• **To do**: The task calls for each line of the records below in which the word "struct" appears.

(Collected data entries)
──────────────────────────────

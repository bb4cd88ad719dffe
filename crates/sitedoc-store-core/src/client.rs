use std::sync::Arc;

use serde::Serialize;
use serde_json::Value;
use tracing::{info, instrument, warn};

use crate::document::{ContentDocument, Section, SectionKind, VersionToken};
use crate::error::{LoadError, SaveError, StoreError};
use crate::probe::{probe, Capability};
use crate::registry;
use crate::store::DocumentStore;

/// A session over the content store.
///
/// Holds the working copy of the document, the version token it was read at,
/// the probed capability, and the conflict latch. Write methods take
/// `&mut self`, so one client can never have two saves in flight;
/// cross-session ordering is enforced by the store's compare-and-swap alone.
pub struct ContentClient {
    store: Arc<dyn DocumentStore>,
    document: ContentDocument,
    version: Option<VersionToken>,
    capability: Capability,
    conflicted: bool,
}

/// Point-in-time view of a client, for status surfaces.
#[derive(Debug, Clone, Serialize)]
pub struct ClientStatus {
    pub store: &'static str,
    pub capability: Capability,
    pub warning: Option<&'static str>,
    pub conflicted: bool,
    pub version: Option<String>,
}

impl ContentClient {
    /// Establish a session: probe the store, then adopt the existing row or
    /// seed the built-in default document into an empty store.
    ///
    /// Seeding happens at most once per empty store; after the seed the row
    /// is re-fetched so the first save already carries a token.
    pub async fn connect(store: Arc<dyn DocumentStore>) -> Result<Self, LoadError> {
        let report = probe(store.as_ref()).await?;
        let capability = report.capability;

        let (document, version) = match report.row {
            Some(row) => (row.content, row.version),
            None => {
                let document = registry::default_document();
                store.seed(&document).await.map_err(LoadError::Seed)?;
                info!("Seeded {} store with default content", store.store_name());
                if capability.is_guarded() {
                    match store.fetch().await.map_err(LoadError::Fetch)? {
                        Some(row) => (row.content, row.version),
                        None => (document, None),
                    }
                } else {
                    (document, None)
                }
            }
        };

        Ok(Self {
            store,
            document,
            version,
            capability,
            conflicted: false,
        })
    }

    /// Throw away all session state and load fresh from the store. The only
    /// way out of the conflict latch. On failure the latched state stays put.
    #[instrument(skip(self), level = "debug")]
    pub async fn reload(&mut self) -> Result<(), LoadError> {
        *self = Self::connect(Arc::clone(&self.store)).await?;
        Ok(())
    }

    // =========================================================================
    // Saving
    // =========================================================================

    /// Replace the whole document. The single write primitive every other
    /// mutation goes through.
    ///
    /// Guarded mode issues a compare-and-swap with the held token; a conflict
    /// latches the client and changes nothing locally. Degraded modes
    /// overwrite unconditionally and cannot conflict (deliberate last write
    /// wins). Transport failures leave all state untouched; re-invoking the
    /// action is the retry.
    #[instrument(skip(self, document), level = "debug")]
    pub async fn replace_document(&mut self, document: ContentDocument) -> Result<(), SaveError> {
        if self.capability.is_guarded() {
            match self
                .store
                .compare_and_swap(&document, self.version.as_ref())
                .await
            {
                Ok(row) => {
                    self.document = row.content;
                    self.version = row.version;
                    return Ok(());
                }
                Err(StoreError::Conflict(detail)) => {
                    warn!(
                        "Version conflict on {} store: {}",
                        self.store.store_name(),
                        detail
                    );
                    self.conflicted = true;
                    return Err(SaveError::Conflict);
                }
                Err(StoreError::UndefinedProcedure(detail)) => {
                    warn!(
                        "Swap procedure missing on {} store ({}); continuing with unguarded saves",
                        self.store.store_name(),
                        detail
                    );
                    // Downgrade sticks for the rest of the session; only a
                    // reload re-probes. Fall through to the plain overwrite.
                    self.capability = Capability::MissingProcedure;
                }
                Err(err) => return Err(SaveError::Store(err.to_string())),
            }
        }

        self.store
            .overwrite(&document)
            .await
            .map_err(|err| SaveError::Store(err.to_string()))?;
        self.document = document;
        Ok(())
    }

    // =========================================================================
    // Section operations
    // =========================================================================

    /// Swap one section's payload and save.
    pub async fn replace_section(&mut self, id: &str, content: Value) -> Result<(), SaveError> {
        let mut document = self.document.clone();
        match document.section_mut(id) {
            Some(section) => section.content = content,
            None => return Err(SaveError::UnknownSection(id.to_string())),
        }
        self.replace_document(document).await
    }

    /// Append a new section of `kind` with its catalog default payload and
    /// save. Returns the id the section was given.
    pub async fn add_section(&mut self, kind: SectionKind) -> Result<String, SaveError> {
        let content = registry::default_content(&kind)
            .ok_or_else(|| SaveError::UnregisteredKind(kind.clone()))?;
        let mut document = self.document.clone();
        let id = document.fresh_section_id(&kind);
        document.sections.push(Section {
            id: id.clone(),
            kind,
            content,
        });
        self.replace_document(document).await?;
        Ok(id)
    }

    /// Remove a section by id and save.
    pub async fn remove_section(&mut self, id: &str) -> Result<(), SaveError> {
        let mut document = self.document.clone();
        let Some(pos) = document.sections.iter().position(|s| s.id == id) else {
            return Err(SaveError::UnknownSection(id.to_string()));
        };
        document.sections.remove(pos);
        self.replace_document(document).await
    }

    /// Reorder sections and save. `order` must be an exact permutation of the
    /// current ids; anything else is rejected before the store is involved.
    pub async fn reorder_sections(&mut self, order: &[String]) -> Result<(), SaveError> {
        if order.len() != self.document.sections.len() {
            return Err(SaveError::InvalidOrder(format!(
                "expected {} section ids, got {}",
                self.document.sections.len(),
                order.len()
            )));
        }

        let mut document = self.document.clone();
        let mut remaining = std::mem::take(&mut document.sections);
        let mut reordered = Vec::with_capacity(order.len());
        for id in order {
            match remaining.iter().position(|s| &s.id == id) {
                Some(pos) => reordered.push(remaining.remove(pos)),
                None if self.document.has_section(id) => {
                    return Err(SaveError::InvalidOrder(format!(
                        "duplicate section id: {id}"
                    )));
                }
                None => {
                    return Err(SaveError::InvalidOrder(format!("unknown section id: {id}")));
                }
            }
        }
        document.sections = reordered;
        self.replace_document(document).await
    }

    /// Replace everything with the built-in default document and save.
    pub async fn reset_document(&mut self) -> Result<(), SaveError> {
        self.replace_document(registry::default_document()).await
    }

    /// Put one section back to its kind's default payload and save.
    pub async fn reset_section(&mut self, id: &str) -> Result<(), SaveError> {
        let kind = match self.document.section(id) {
            Some(section) => section.kind.clone(),
            None => return Err(SaveError::UnknownSection(id.to_string())),
        };
        let content = registry::default_content(&kind)
            .ok_or_else(|| SaveError::UnregisteredKind(kind))?;
        self.replace_section(id, content).await
    }

    // =========================================================================
    // Accessors
    // =========================================================================

    /// The working copy as of the last successful load or save.
    pub fn document(&self) -> &ContentDocument {
        &self.document
    }

    pub fn version(&self) -> Option<&VersionToken> {
        self.version.as_ref()
    }

    pub fn capability(&self) -> Capability {
        self.capability
    }

    /// Whether a save lost a race. Once set, only `reload` clears it.
    pub fn is_conflicted(&self) -> bool {
        self.conflicted
    }

    pub fn status(&self) -> ClientStatus {
        ClientStatus {
            store: self.store.store_name(),
            capability: self.capability,
            warning: self.capability.warning(),
            conflicted: self.conflicted,
            version: self.version.as_ref().map(|v| v.as_str().to_string()),
        }
    }
}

──────────────────────────────

• **Solution to this exercise**:
pub struct ContentClient {
pub struct ClientStatus {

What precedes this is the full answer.